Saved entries
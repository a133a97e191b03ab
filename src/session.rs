use cookie::time::Duration;
use cookie::{Cookie, SameSite};
use std::fmt;

/// Token issued by the backend at login and kept in the auth cookie.
#[derive(Clone, PartialEq, Eq)]
pub struct AuthToken(String);

impl AuthToken {
    pub fn new(token: impl Into<String>) -> Self {
        AuthToken(token.into())
    }

    /// Finds the named cookie in a `Cookie:` header (or `document.cookie`)
    /// string. Empty values count as logged out.
    ///
    /// # Example
    /// ```
    /// use talho::session::AuthToken;
    ///
    /// let token = AuthToken::from_cookie_header("theme=dark; auth=abc123", "auth").unwrap();
    /// assert_eq!(token.authorization(), "Bearer abc123");
    /// ```
    pub fn from_cookie_header(header: &str, name: &str) -> Option<AuthToken> {
        Cookie::split_parse(header)
            .flatten()
            .find(|cookie| cookie.name() == name)
            .map(|cookie| cookie.value().trim().to_string())
            .filter(|value| !value.is_empty())
            .map(AuthToken)
    }

    pub fn as_str(&self) -> &str {
        &self.0
    }

    /// Value of the `Authorization` header for authenticated requests.
    pub fn authorization(&self) -> String {
        format!("Bearer {}", self.0)
    }
}

// Keep tokens out of logs.
impl fmt::Debug for AuthToken {
    fn fmt(&self, f: &mut fmt::Formatter<'_>) -> fmt::Result {
        f.write_str("AuthToken(..)")
    }
}

/// `Set-Cookie` value that stores the token after login.
pub fn session_cookie(name: &str, token: &AuthToken, days: i64) -> String {
    Cookie::build((name.to_string(), token.as_str().to_string()))
        .path("/")
        .same_site(SameSite::Lax)
        .max_age(Duration::days(days))
        .build()
        .to_string()
}

/// `Set-Cookie` value that clears the auth cookie on logout.
pub fn expired_cookie(name: &str) -> String {
    let mut cookie = Cookie::build((name.to_string(), String::new()))
        .path("/")
        .build();
    cookie.make_removal();
    cookie.to_string()
}
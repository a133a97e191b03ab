/*!
# Talho

Client-side logic for the Talho butcher shop storefront, built in Rust.

## Overview

The storefront pages are rendered by a hosted site builder; this crate holds
everything the pages do on top of that markup: the floating cart, the product
page, the customer's order history, the account page and the review form.
Each of these widgets keeps its view state in a small reactive container and
talks to the hosted REST backend through an injectable transport.

## Architecture

### Reactive State Container
- **store**: fields are either *stored* (hold a value) or *derived*
  (computed from other fields on every read). Writing a stored field commits
  the value and then runs the *effects* bound to it, in registration order.
  Effects update the page and may write further fields, which cascade
  depth-first before the outer write returns.

### Widgets
- **cart**: item list, free-shipping banner, open/close panel, mirror in
  local storage shared across tabs
- **product**: variation picker, stock message, quantity selector clamped to
  stock, add to cart
- **orders**: order cards and "buy again"
- **personal**: personal data display and edit form
- **review**: star rating and comment

Widgets never touch the page directly. Each one is handed a view trait
object (`CartView`, `ProductView`, ...) that the page glue implements.

### Backend
- **api**: typed client for the cart, auth, orders, addresses, reviews and
  delivery endpoints, plus the public postal-code lookup
- **http**: `reqwest` transport (feature `web`)
- **session**: auth token and cookie handling

### Domain helpers
- **money**: amounts in integer centavos, formatted as `R$ 1.234,56`
- **cpf**: Brazilian taxpayer id check digits
- **validation**: email, phone, CEP, CPF, birthday and password checks
- **delivery**: bookable delivery slots
- **storage**: `localStorage`-like key/value stores and the cart mirror
- **config**: backend URL, cookie and storage names, shipping threshold

## Key Rules

- Orders strictly above R$ 400,00 ship for free.
- Product quantity stays within `[1, min(stock, 10)]`.
- Every write runs its effects, even when the value did not change.
- The cart mirror is last-write-wins across tabs.

## Logging

The crate logs through the `log` facade; install any logger (the tests use
`env_logger`) to see request traces and cascade diagnostics.
*/

pub mod api;
pub mod cart;
pub mod config;
pub mod cpf;
pub mod delivery;
#[cfg(feature = "web")]
pub mod http;
pub mod models;
pub mod money;
pub mod orders;
pub mod personal;
pub mod product;
pub mod review;
pub mod session;
pub mod storage;
pub mod store;
pub mod validation;

/// Re-export the widgets and core types at the crate root
pub use cart::*;
pub use models::*;
pub use money::*;
pub use orders::*;
pub use personal::*;
pub use product::*;
pub use review::*;
pub use store::*;

pub use api::{ApiError, Client, Transport};
pub use config::StoreConfig;
pub use storage::{CartMirror, FileStorage, MemoryStorage, Storage, StorageEvent};
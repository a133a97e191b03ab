#![cfg(not(tarpaulin_include))]

use crate::api::{ApiReply, ApiRequest, Method, Transport, TransportError};
use reqwest::header::AUTHORIZATION;
use serde_json::Value;

/// [`Transport`] backed by a `reqwest` client.
#[derive(Clone, Debug, Default)]
pub struct ReqwestTransport {
    client: reqwest::Client,
}

impl ReqwestTransport {
    pub fn new() -> Self {
        Self::default()
    }

    pub fn with_client(client: reqwest::Client) -> Self {
        ReqwestTransport { client }
    }
}

impl Transport for ReqwestTransport {
    async fn send(&self, request: ApiRequest) -> Result<ApiReply, TransportError> {
        let mut builder = match request.method {
            Method::Get => self.client.get(&request.url),
            Method::Post => self.client.post(&request.url),
            Method::Patch => self.client.patch(&request.url),
            Method::Delete => self.client.delete(&request.url),
        };
        if let Some(authorization) = &request.authorization {
            builder = builder.header(AUTHORIZATION, authorization);
        }
        if let Some(body) = &request.body {
            builder = builder.json(body);
        }

        let response = builder
            .send()
            .await
            .map_err(|e| TransportError(e.to_string()))?;
        let status = response.status().as_u16();
        let text = response
            .text()
            .await
            .map_err(|e| TransportError(e.to_string()))?;

        // Error pages are not always JSON; keep them as a plain string.
        let body = if text.trim().is_empty() {
            Value::Null
        } else {
            serde_json::from_str(&text).unwrap_or(Value::String(text))
        };

        Ok(ApiReply { status, body })
    }
}
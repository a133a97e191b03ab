//! Star rating and comment form under a product.

use crate::api::{Client, Transport};
use crate::models::ReviewDraft;
use crate::store::{FieldId, Store, StoreBuilder, StoreError};
use log::{info, warn};
use std::rc::Rc;

pub const MAX_RATING: u8 = 5;

#[derive(Clone, Copy, Debug, PartialEq, Eq, Hash)]
pub enum ReviewField {
    Rating,
    Comment,
    Submitting,
    Submitted,
    CanSubmit,
}

impl FieldId for ReviewField {
    const ALL: &'static [Self] = &[
        ReviewField::Rating,
        ReviewField::Comment,
        ReviewField::Submitting,
        ReviewField::Submitted,
        ReviewField::CanSubmit,
    ];
}

#[derive(Clone, Debug, PartialEq, Eq)]
pub enum ReviewValue {
    /// 0 means no star selected yet.
    Rating(u8),
    Text(String),
    Flag(bool),
}

pub trait ReviewView {
    /// Fills the first `rating` of [`MAX_RATING`] stars.
    fn render_stars(&self, rating: u8);
    fn set_submitting(&self, submitting: bool);
    fn show_thanks(&self);
    fn show_error(&self, message: &str);
}

fn flag(value: Option<&ReviewValue>) -> bool {
    matches!(value, Some(ReviewValue::Flag(true)))
}

fn rating_of(store: &Store<ReviewField, ReviewValue>) -> u8 {
    match store.peek(ReviewField::Rating) {
        Some(ReviewValue::Rating(n)) => *n,
        _ => 0,
    }
}

pub struct ReviewWidget {
    store: Store<ReviewField, ReviewValue>,
    view: Rc<dyn ReviewView>,
}

impl ReviewWidget {
    pub fn new(view: Rc<dyn ReviewView>) -> Result<Self, StoreError> {
        let stars_view = view.clone();
        let button_view = view.clone();
        let thanks_view = view.clone();

        let store = StoreBuilder::new()
            .stored(ReviewField::Rating, ReviewValue::Rating(0))
            .stored(ReviewField::Comment, ReviewValue::Text(String::new()))
            .stored(ReviewField::Submitting, ReviewValue::Flag(false))
            .stored(ReviewField::Submitted, ReviewValue::Flag(false))
            .derived(ReviewField::CanSubmit, |s| {
                let rated = (1..=MAX_RATING).contains(&rating_of(s));
                ReviewValue::Flag(
                    rated
                        && !flag(s.peek(ReviewField::Submitting))
                        && !flag(s.peek(ReviewField::Submitted)),
                )
            })
            .effect(ReviewField::Rating, move |_, value| {
                if let ReviewValue::Rating(n) = value {
                    stars_view.render_stars(*n);
                }
                Ok(())
            })
            .effect(ReviewField::Submitting, move |_, value| {
                button_view.set_submitting(flag(Some(value)));
                Ok(())
            })
            .effect(ReviewField::Submitted, move |_, value| {
                if flag(Some(value)) {
                    thanks_view.show_thanks();
                }
                Ok(())
            })
            .build()?;

        Ok(ReviewWidget { store, view })
    }

    pub fn store(&self) -> &Store<ReviewField, ReviewValue> {
        &self.store
    }

    pub fn rating(&self) -> u8 {
        rating_of(&self.store)
    }

    pub fn comment(&self) -> String {
        match self.store.peek(ReviewField::Comment) {
            Some(ReviewValue::Text(text)) => text.clone(),
            _ => String::new(),
        }
    }

    pub fn can_submit(&self) -> bool {
        matches!(self.store.get(ReviewField::CanSubmit), ReviewValue::Flag(true))
    }

    pub fn is_submitted(&self) -> bool {
        flag(self.store.peek(ReviewField::Submitted))
    }

    /// Selects a star count, capped at [`MAX_RATING`].
    pub fn rate(&mut self, stars: u8) -> Result<u8, StoreError> {
        let stars = stars.min(MAX_RATING);
        self.store
            .set(ReviewField::Rating, ReviewValue::Rating(stars))?;
        Ok(stars)
    }

    pub fn write_comment(&mut self, comment: &str) -> Result<(), StoreError> {
        self.store
            .set(ReviewField::Comment, ReviewValue::Text(comment.to_string()))
    }

    /// Sends the review. Returns whether it was accepted; without a rating
    /// nothing is sent.
    pub async fn submit<T: Transport>(
        &mut self,
        client: &Client<T>,
        product_id: i64,
    ) -> Result<bool, StoreError> {
        if self.is_submitted() || flag(self.store.peek(ReviewField::Submitting)) {
            return Ok(false);
        }
        if !self.can_submit() {
            self.view.show_error("Selecione uma nota de 1 a 5 estrelas.");
            return Ok(false);
        }

        let draft = ReviewDraft {
            product_id,
            rating: self.rating(),
            comment: self.comment().trim().to_string(),
        };

        self.store
            .set(ReviewField::Submitting, ReviewValue::Flag(true))?;
        let result = client.submit_review(&draft).await;
        self.store
            .set(ReviewField::Submitting, ReviewValue::Flag(false))?;

        match result {
            Ok(()) => {
                info!("review submitted for product {}", product_id);
                self.store
                    .set(ReviewField::Submitted, ReviewValue::Flag(true))?;
                Ok(true)
            }
            Err(e) => {
                warn!("review submission failed: {}", e);
                self.view.show_error(&e.to_string());
                Ok(false)
            }
        }
    }
}
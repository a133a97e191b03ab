use crate::models::Cart;
use log::warn;
use serde_json::Value;
use std::cell::RefCell;
use std::collections::HashMap;
use std::fs;
use std::io;
use std::path::{Path, PathBuf};
use std::rc::Rc;
use thiserror::Error;

/// Keys every mirrored cart line must carry.
const CART_ITEM_KEYS: [&str; 6] = ["name", "quantity", "price", "imageUrl", "sku_id", "slug"];

#[derive(Error, Debug)]
pub enum StorageError {
    #[error("failed to access storage file: {0}")]
    Io(#[from] std::io::Error),

    #[error("failed to encode storage entry: {0}")]
    Json(#[from] serde_json::Error),
}

/// String key/value store with the semantics of the browser's `localStorage`.
pub trait Storage {
    fn get_item(&self, key: &str) -> Option<String>;
    fn set_item(&self, key: &str, value: &str) -> Result<(), StorageError>;
    fn remove_item(&self, key: &str) -> Result<(), StorageError>;
}

/// Change notification delivered when another tab writes the same storage.
#[derive(Clone, Debug, PartialEq, Eq)]
pub struct StorageEvent {
    pub key: String,
    /// `None` when the key was removed.
    pub new_value: Option<String>,
}

#[derive(Debug, Default)]
pub struct MemoryStorage {
    items: RefCell<HashMap<String, String>>,
}

impl MemoryStorage {
    pub fn new() -> Self {
        Self::default()
    }
}

impl Storage for MemoryStorage {
    fn get_item(&self, key: &str) -> Option<String> {
        self.items.borrow().get(key).cloned()
    }

    fn set_item(&self, key: &str, value: &str) -> Result<(), StorageError> {
        self.items
            .borrow_mut()
            .insert(key.to_string(), value.to_string());
        Ok(())
    }

    fn remove_item(&self, key: &str) -> Result<(), StorageError> {
        self.items.borrow_mut().remove(key);
        Ok(())
    }
}

/// Storage persisted as a single JSON object file.
///
/// The whole file is read on every access and rewritten on every change.
/// A missing file or one holding invalid JSON behaves as empty storage;
/// any other read failure is returned by the writes, which leave the file
/// untouched.
#[derive(Debug, Clone)]
pub struct FileStorage {
    path: PathBuf,
}

impl FileStorage {
    pub fn new(path: impl AsRef<Path>) -> Self {
        FileStorage {
            path: path.as_ref().to_path_buf(),
        }
    }

    pub fn path(&self) -> &Path {
        &self.path
    }

    fn read_all(&self) -> Result<HashMap<String, String>, StorageError> {
        let contents = match fs::read_to_string(&self.path) {
            Ok(contents) => contents,
            Err(e) if e.kind() == io::ErrorKind::NotFound => return Ok(HashMap::new()),
            Err(e) => return Err(e.into()),
        };

        match serde_json::from_str(&contents) {
            Ok(items) => Ok(items),
            Err(e) => {
                warn!("ignoring corrupt storage file {}: {}", self.path.display(), e);
                Ok(HashMap::new())
            }
        }
    }

    fn write_all(&self, items: &HashMap<String, String>) -> Result<(), StorageError> {
        if let Some(parent) = self.path.parent() {
            if !parent.as_os_str().is_empty() {
                fs::create_dir_all(parent)?;
            }
        }
        let json = serde_json::to_string_pretty(items)?;
        fs::write(&self.path, json)?;
        Ok(())
    }
}

impl Storage for FileStorage {
    fn get_item(&self, key: &str) -> Option<String> {
        match self.read_all() {
            Ok(mut items) => items.remove(key),
            Err(e) => {
                warn!("failed to read storage file {}: {}", self.path.display(), e);
                None
            }
        }
    }

    fn set_item(&self, key: &str, value: &str) -> Result<(), StorageError> {
        let mut items = self.read_all()?;
        items.insert(key.to_string(), value.to_string());
        self.write_all(&items)
    }

    fn remove_item(&self, key: &str) -> Result<(), StorageError> {
        let mut items = self.read_all()?;
        if items.remove(key).is_some() {
            self.write_all(&items)?;
        }
        Ok(())
    }
}

/// Last-known cart kept in storage under a fixed key, so the floating cart
/// can render before the first fetch completes.
#[derive(Clone)]
pub struct CartMirror {
    storage: Rc<dyn Storage>,
    key: String,
}

impl CartMirror {
    pub fn new(storage: Rc<dyn Storage>, key: impl Into<String>) -> Self {
        CartMirror {
            storage,
            key: key.into(),
        }
    }

    pub fn key(&self) -> &str {
        &self.key
    }

    pub fn save(&self, cart: &Cart) -> Result<(), StorageError> {
        let json = serde_json::to_string(cart)?;
        self.storage.set_item(&self.key, &json)
    }

    pub fn clear(&self) -> Result<(), StorageError> {
        self.storage.remove_item(&self.key)
    }

    /// The mirrored cart, or `None` if absent or not shaped like a cart.
    pub fn load(&self) -> Option<Cart> {
        let raw = self.storage.get_item(&self.key)?;
        Self::decode(&raw)
    }

    /// Checks the mirror's shape before trusting it: an object with a numeric
    /// `order_price` and an `items` array whose entries carry every cart line
    /// key.
    pub fn decode(raw: &str) -> Option<Cart> {
        let value: Value = match serde_json::from_str(raw) {
            Ok(value) => value,
            Err(e) => {
                warn!("discarding unparsable cart mirror: {}", e);
                return None;
            }
        };

        let shaped = value.get("order_price").is_some_and(Value::is_number)
            && value
                .get("items")
                .and_then(Value::as_array)
                .is_some_and(|items| {
                    items.iter().all(|item| {
                        item.as_object()
                            .is_some_and(|obj| CART_ITEM_KEYS.iter().all(|k| obj.contains_key(*k)))
                    })
                });

        if !shaped {
            warn!("discarding cart mirror with unexpected shape");
            return None;
        }

        serde_json::from_value(value)
            .map_err(|e| warn!("discarding cart mirror: {}", e))
            .ok()
    }
}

REQUIREMENT:
Working through the data above, find every line holding "PartialEq" and copy it.

EXERCISE ANSWER:
#[derive(Clone, PartialEq, Eq)]
#[derive(Clone, Copy, Debug, PartialEq, Eq, Hash)]
#[derive(Clone, Debug, PartialEq, Eq)]
#[derive(Clone, Debug, PartialEq, Eq)]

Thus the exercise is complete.